TRY IT:
Look through the entries below, please, and copy every line with the word "value".

ENTRIES SUPPLIED:
::::::
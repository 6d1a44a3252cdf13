//! Motion status record and the host I/O seam.

use traj_posemath::Pose;

use crate::segment::SegmentId;
use crate::state::{EnableFlags, MotionClass};

/// Host-side effects the executor drives during a cycle.
///
/// The planner owns no hardware; synchronized outputs and rotary axis
/// locks go through this trait so the core stays testable with a mock.
pub trait MotionIo {
    /// Write a digital output.
    fn dio_write(&mut self, index: usize, value: bool);
    /// Write an analog output.
    fn aio_write(&mut self, index: usize, value: f64);
    /// Request that a rotary axis unlock (`true`) or relock (`false`).
    fn set_rotary_unlock(&mut self, axis: i32, unlock: bool);
    /// Whether the rotary axis is currently unlocked.
    fn rotary_is_unlocked(&self, axis: i32) -> bool;
}

/// Snapshot of the motion in progress, rewritten every cycle.
///
/// During a parabolic overlap the scalar fields describe the faster of the
/// two active segments, except `current_vel` which is the sum of both
/// contributions.
#[derive(Debug, Clone, Copy, Default)]
pub struct MotionStatus {
    /// Commanded path velocity [user units/s].
    pub current_vel: f64,
    /// Requested velocity of the reported segment [user units/s].
    pub requested_vel: f64,
    /// Path length remaining on the reported segment [user units].
    pub distance_to_go: f64,
    /// Vector from the current pose to the reported segment's endpoint.
    pub dtg: Pose,
    /// Classification of the reported motion.
    pub motion_class: MotionClass,
    /// Id of the executing segment (0 when idle).
    pub exec_id: SegmentId,
    /// Segments currently queued.
    pub queue_len: usize,
    /// Motion is locked to spindle position.
    pub spindle_sync: bool,
    /// Override-enable bits of the reported segment.
    pub enables_queued: EnableFlags,
}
::::::
EXERCISE RESPONSE:
    fn dio_write(&mut self, index: usize, value: bool);
    fn aio_write(&mut self, index: usize, value: f64);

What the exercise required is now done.